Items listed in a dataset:
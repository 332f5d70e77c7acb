//! Configuration for repositories, bulk sessions and searches.

use crate::report::ItemReport;
use docbulk_protocol::RefreshPolicy;
use rand::Rng;
use std::fmt;
use std::sync::Arc;
use std::time::Duration;

/// Default scroll lease, re-sent with every advance.
pub const DEFAULT_SCROLL_TTL: Duration = Duration::from_secs(60);

/// Configuration for conflict retries of conditional updates.
#[derive(Debug, Clone, PartialEq, Eq)]
pub struct RetryConfig {
    /// Maximum number of conditional writes per update. Zero behaves as one.
    pub max_attempts: u32,
    /// Lower bound of the random delay between attempts.
    pub min_backoff: Duration,
    /// Upper bound of the random delay between attempts.
    pub max_backoff: Duration,
}

impl RetryConfig {
    /// Creates a retry configuration with the default backoff window.
    pub fn new(max_attempts: u32) -> Self {
        Self {
            max_attempts,
            min_backoff: Duration::from_millis(50),
            max_backoff: Duration::from_millis(500),
        }
    }

    /// Creates a configuration that writes once and never retries.
    pub fn no_retry() -> Self {
        Self::new(1).with_backoff(Duration::ZERO, Duration::ZERO)
    }

    /// Sets the maximum number of attempts.
    pub fn with_max_attempts(mut self, max_attempts: u32) -> Self {
        self.max_attempts = max_attempts;
        self
    }

    /// Sets the backoff window. Bounds are swapped if given in reverse.
    pub fn with_backoff(mut self, min: Duration, max: Duration) -> Self {
        self.min_backoff = min.min(max);
        self.max_backoff = min.max(max);
        self
    }

    /// Returns the effective attempt budget (at least one).
    pub fn effective_attempts(&self) -> u32 {
        self.max_attempts.max(1)
    }

    /// Draws a delay uniformly from `[min_backoff, max_backoff]`.
    pub fn backoff(&self) -> Duration {
        if self.max_backoff <= self.min_backoff {
            return self.min_backoff;
        }
        // Windows beyond u64 nanoseconds saturate; the clamp keeps the draw inside.
        let min = u64::try_from(self.min_backoff.as_nanos()).unwrap_or(u64::MAX);
        let max = u64::try_from(self.max_backoff.as_nanos()).unwrap_or(u64::MAX);
        Duration::from_nanos(rand::thread_rng().gen_range(min..=max))
            .clamp(self.min_backoff, self.max_backoff)
    }
}

impl Default for RetryConfig {
    fn default() -> Self {
        Self::new(2)
    }
}

/// Callback invoked with the report of every dispatched item.
pub type ReportCallback = Arc<dyn Fn(&ItemReport) + Send + Sync>;

/// Configuration for a bulk session.
#[derive(Clone)]
pub struct BulkConfig {
    /// Number of pending items that triggers a flush.
    pub batch_size: usize,
    /// Attempt budget for re-running conflicting updates; 0 disables it.
    pub retry_conflicting_updates: u32,
    /// Refresh policy sent with every batch.
    pub refresh: RefreshPolicy,
    /// Session-wide report callback, invoked after per-item callbacks.
    pub item_callback: Option<ReportCallback>,
}

impl BulkConfig {
    /// Creates a configuration with the given batch size.
    pub fn new(batch_size: usize) -> Self {
        Self {
            batch_size,
            retry_conflicting_updates: 0,
            refresh: RefreshPolicy::WaitFor,
            item_callback: None,
        }
    }

    /// Sets the batch size.
    pub fn with_batch_size(mut self, batch_size: usize) -> Self {
        self.batch_size = batch_size;
        self
    }

    /// Enables conflict retries with the given attempt budget.
    pub fn with_retry_conflicting_updates(mut self, attempts: u32) -> Self {
        self.retry_conflicting_updates = attempts;
        self
    }

    /// Sets the refresh policy for batches.
    pub fn with_refresh(mut self, refresh: RefreshPolicy) -> Self {
        self.refresh = refresh;
        self
    }

    /// Installs a session-wide report callback.
    pub fn with_item_callback<F>(mut self, callback: F) -> Self
    where
        F: Fn(&ItemReport) + Send + Sync + 'static,
    {
        self.item_callback = Some(Arc::new(callback));
        self
    }

    /// Returns the batch size, at least one.
    pub fn effective_batch_size(&self) -> usize {
        self.batch_size.max(1)
    }
}

impl Default for BulkConfig {
    fn default() -> Self {
        Self::new(100)
    }
}

impl fmt::Debug for BulkConfig {
    fn fmt(&self, f: &mut fmt::Formatter<'_>) -> fmt::Result {
        f.debug_struct("BulkConfig")
            .field("batch_size", &self.batch_size)
            .field("retry_conflicting_updates", &self.retry_conflicting_updates)
            .field("refresh", &self.refresh)
            .field("item_callback", &self.item_callback.is_some())
            .finish()
    }
}

/// Configuration for a repository bound to one index.
#[derive(Debug, Clone)]
pub struct RepositoryConfig {
    /// Index name.
    pub index: String,
    /// Alias used for reads and searches.
    pub read_alias: Option<String>,
    /// Alias used for writes.
    pub write_alias: Option<String>,
    /// Whether explicit `refresh` calls are permitted.
    pub refresh_allowed: bool,
    /// Retry configuration for updates.
    pub retry: RetryConfig,
    /// Refresh policy for single-document writes.
    pub refresh: RefreshPolicy,
}

impl RepositoryConfig {
    /// Creates a configuration for the given index.
    pub fn new(index: impl Into<String>) -> Self {
        Self {
            index: index.into(),
            read_alias: None,
            write_alias: None,
            refresh_allowed: false,
            retry: RetryConfig::default(),
            refresh: RefreshPolicy::None,
        }
    }

    /// Sets the read alias.
    pub fn with_read_alias(mut self, alias: impl Into<String>) -> Self {
        self.read_alias = Some(alias.into());
        self
    }

    /// Sets the write alias.
    pub fn with_write_alias(mut self, alias: impl Into<String>) -> Self {
        self.write_alias = Some(alias.into());
        self
    }

    /// Permits explicit refresh calls.
    pub fn with_refresh_allowed(mut self, allowed: bool) -> Self {
        self.refresh_allowed = allowed;
        self
    }

    /// Sets the retry configuration.
    pub fn with_retry(mut self, retry: RetryConfig) -> Self {
        self.retry = retry;
        self
    }

    /// Sets the refresh policy for single-document writes.
    pub fn with_refresh(mut self, refresh: RefreshPolicy) -> Self {
        self.refresh = refresh;
        self
    }

    /// Returns the name reads go to.
    pub fn read_target(&self) -> &str {
        self.read_alias.as_deref().unwrap_or(&self.index)
    }

    /// Returns the name writes go to.
    pub fn write_target(&self) -> &str {
        self.write_alias.as_deref().unwrap_or(&self.index)
    }
}

/// Options for a search.
#[derive(Debug, Clone, PartialEq, Eq)]
pub struct SearchOptions {
    /// Hits per page.
    pub page_size: u32,
    /// Scroll lease; `None` fetches a single page.
    pub scroll: Option<Duration>,
}

impl SearchOptions {
    /// A scrolling search with the default lease.
    pub fn scrolling(page_size: u32) -> Self {
        Self {
            page_size,
            scroll: Some(DEFAULT_SCROLL_TTL),
        }
    }

    /// A single-page search.
    pub fn single_page(page_size: u32) -> Self {
        Self {
            page_size,
            scroll: None,
        }
    }

    /// Sets the scroll lease.
    pub fn with_scroll_ttl(mut self, ttl: Duration) -> Self {
        self.scroll = Some(ttl);
        self
    }
}

impl Default for SearchOptions {
    fn default() -> Self {
        Self::scrolling(100)
    }
}

/// Configuration for the HTTP transport.
#[derive(Debug, Clone, PartialEq, Eq)]
pub struct HttpConfig {
    /// Base URL of the store, e.g. `http://localhost:9200`.
    pub base_url: String,
    /// Request timeout handed to the HTTP client.
    pub timeout: Duration,
}

impl HttpConfig {
    /// Creates a configuration for the given base URL.
    pub fn new(base_url: impl Into<String>) -> Self {
        Self {
            base_url: base_url.into().trim_end_matches('/').to_string(),
            timeout: Duration::from_secs(30),
        }
    }

    /// Sets the request timeout.
    pub fn with_timeout(mut self, timeout: Duration) -> Self {
        self.timeout = timeout;
        self
    }
}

EXERCISE DETAILS:
Every record must be written out again without any change.

RESPONSE TO THE EXERCISE:
repository 332f5d70e77c7acb
//! Configuration for repositories, bulk sessions and searches.

use crate::report::ItemReport;
use docbulk_protocol::RefreshPolicy;
use rand::Rng;
use std::fmt;
use std::sync::Arc;
use std::time::Duration;

/// Default scroll lease, re-sent with every advance.
pub const DEFAULT_SCROLL_TTL: Duration = Duration::from_secs(60);

/// Configuration for conflict retries of conditional updates.
#[derive(Debug, Clone, PartialEq, Eq)]
pub struct RetryConfig {
    /// Maximum number of conditional writes per update. Zero behaves as one.
    pub max_attempts: u32,
    /// Lower bound of the random delay between attempts.
    pub min_backoff: Duration,
    /// Upper bound of the random delay between attempts.
    pub max_backoff: Duration,
}

impl RetryConfig {
    /// Creates a retry configuration with the default backoff window.
    pub fn new(max_attempts: u32) -> Self {
        Self {
            max_attempts,
            min_backoff: Duration::from_millis(50),
            max_backoff: Duration::from_millis(500),
        }
    }

    /// Creates a configuration that writes once and never retries.
    pub fn no_retry() -> Self {
        Self::new(1).with_backoff(Duration::ZERO, Duration::ZERO)
    }

    /// Sets the maximum number of attempts.
    pub fn with_max_attempts(mut self, max_attempts: u32) -> Self {
        self.max_attempts = max_attempts;
        self
    }

    /// Sets the backoff window. Bounds are swapped if given in reverse.
    pub fn with_backoff(mut self, min: Duration, max: Duration) -> Self {
        self.min_backoff = min.min(max);
        self.max_backoff = min.max(max);
        self
    }

    /// Returns the effective attempt budget (at least one).
    pub fn effective_attempts(&self) -> u32 {
        self.max_attempts.max(1)
    }

    /// Draws a delay uniformly from `[min_backoff, max_backoff]`.
    pub fn backoff(&self) -> Duration {
        if self.max_backoff <= self.min_backoff {
            return self.min_backoff;
        }
        // Windows beyond u64 nanoseconds saturate; the clamp keeps the draw inside.
        let min = u64::try_from(self.min_backoff.as_nanos()).unwrap_or(u64::MAX);
        let max = u64::try_from(self.max_backoff.as_nanos()).unwrap_or(u64::MAX);
        Duration::from_nanos(rand::thread_rng().gen_range(min..=max))
            .clamp(self.min_backoff, self.max_backoff)
    }
}

impl Default for RetryConfig {
    fn default() -> Self {
        Self::new(2)
    }
}

/// Callback invoked with the report of every dispatched item.
pub type ReportCallback = Arc<dyn Fn(&ItemReport) + Send + Sync>;

/// Configuration for a bulk session.
#[derive(Clone)]
pub struct BulkConfig {
    /// Number of pending items that triggers a flush.
    pub batch_size: usize,
    /// Attempt budget for re-running conflicting updates; 0 disables it.
    pub retry_conflicting_updates: u32,
    /// Refresh policy sent with every batch.
    pub refresh: RefreshPolicy,
    /// Session-wide report callback, invoked after per-item callbacks.
    pub item_callback: Option<ReportCallback>,
}

impl BulkConfig {
    /// Creates a configuration with the given batch size.
    pub fn new(batch_size: usize) -> Self {
        Self {
            batch_size,
            retry_conflicting_updates: 0,
            refresh: RefreshPolicy::WaitFor,
            item_callback: None,
        }
    }

    /// Sets the batch size.
    pub fn with_batch_size(mut self, batch_size: usize) -> Self {
        self.batch_size = batch_size;
        self
    }

    /// Enables conflict retries with the given attempt budget.
    pub fn with_retry_conflicting_updates(mut self, attempts: u32) -> Self {
        self.retry_conflicting_updates = attempts;
        self
    }

    /// Sets the refresh policy for batches.
    pub fn with_refresh(mut self, refresh: RefreshPolicy) -> Self {
        self.refresh = refresh;
        self
    }

    /// Installs a session-wide report callback.
    pub fn with_item_callback<F>(mut self, callback: F) -> Self
    where
        F: Fn(&ItemReport) + Send + Sync + 'static,
    {
        self.item_callback = Some(Arc::new(callback));
        self
    }

    /// Returns the batch size, at least one.
    pub fn effective_batch_size(&self) -> usize {
        self.batch_size.max(1)
    }
}

impl Default for BulkConfig {
    fn default() -> Self {
        Self::new(100)
    }
}

impl fmt::Debug for BulkConfig {
    fn fmt(&self, f: &mut fmt::Formatter<'_>) -> fmt::Result {
        f.debug_struct("BulkConfig")
            .field("batch_size", &self.batch_size)
            .field("retry_conflicting_updates", &self.retry_conflicting_updates)
            .field("refresh", &self.refresh)
            .field("item_callback", &self.item_callback.is_some())
            .finish()
    }
}

/// Configuration for a repository bound to one index.
#[derive(Debug, Clone)]
pub struct RepositoryConfig {
    /// Index name.
    pub index: String,
    /// Alias used for reads and searches.
    pub read_alias: Option<String>,
    /// Alias used for writes.
    pub write_alias: Option<String>,
    /// Whether explicit `refresh` calls are permitted.
    pub refresh_allowed: bool,
    /// Retry configuration for updates.
    pub retry: RetryConfig,
    /// Refresh policy for single-document writes.
    pub refresh: RefreshPolicy,
}

impl RepositoryConfig {
    /// Creates a configuration for the given index.
    pub fn new(index: impl Into<String>) -> Self {
        Self {
            index: index.into(),
            read_alias: None,
            write_alias: None,
            refresh_allowed: false,
            retry: RetryConfig::default(),
            refresh: RefreshPolicy::None,
        }
    }

    /// Sets the read alias.
    pub fn with_read_alias(mut self, alias: impl Into<String>) -> Self {
        self.read_alias = Some(alias.into());
        self
    }

    /// Sets the write alias.
    pub fn with_write_alias(mut self, alias: impl Into<String>) -> Self {
        self.write_alias = Some(alias.into());
        self
    }

    /// Permits explicit refresh calls.
    pub fn with_refresh_allowed(mut self, allowed: bool) -> Self {
        self.refresh_allowed = allowed;
        self
    }

    /// Sets the retry configuration.
    pub fn with_retry(mut self, retry: RetryConfig) -> Self {
        self.retry = retry;
        self
    }

    /// Sets the refresh policy for single-document writes.
    pub fn with_refresh(mut self, refresh: RefreshPolicy) -> Self {
        self.refresh = refresh;
        self
    }

    /// Returns the name reads go to.
    pub fn read_target(&self) -> &str {
        self.read_alias.as_deref().unwrap_or(&self.index)
    }

    /// Returns the name writes go to.
    pub fn write_target(&self) -> &str {
        self.write_alias.as_deref().unwrap_or(&self.index)
    }
}

/// Options for a search.
#[derive(Debug, Clone, PartialEq, Eq)]
pub struct SearchOptions {
    /// Hits per page.
    pub page_size: u32,
    /// Scroll lease; `None` fetches a single page.
    pub scroll: Option<Duration>,
}

impl SearchOptions {
    /// A scrolling search with the default lease.
    pub fn scrolling(page_size: u32) -> Self {
        Self {
            page_size,
            scroll: Some(DEFAULT_SCROLL_TTL),
        }
    }

    /// A single-page search.
    pub fn single_page(page_size: u32) -> Self {
        Self {
            page_size,
            scroll: None,
        }
    }

    /// Sets the scroll lease.
    pub fn with_scroll_ttl(mut self, ttl: Duration) -> Self {
        self.scroll = Some(ttl);
        self
    }
}

impl Default for SearchOptions {
    fn default() -> Self {
        Self::scrolling(100)
    }
}

/// Configuration for the HTTP transport.
#[derive(Debug, Clone, PartialEq, Eq)]
pub struct HttpConfig {
    /// Base URL of the store, e.g. `http://localhost:9200`.
    pub base_url: String,
    /// Request timeout handed to the HTTP client.
    pub timeout: Duration,
}

impl HttpConfig {
    /// Creates a configuration for the given base URL.
    pub fn new(base_url: impl Into<String>) -> Self {
        Self {
            base_url: base_url.into().trim_end_matches('/').to_string(),
            timeout: Duration::from_secs(30),
        }
    }

    /// Sets the request timeout.
    pub fn with_timeout(mut self, timeout: Duration) -> Self {
        self.timeout = timeout;
        self
    }
}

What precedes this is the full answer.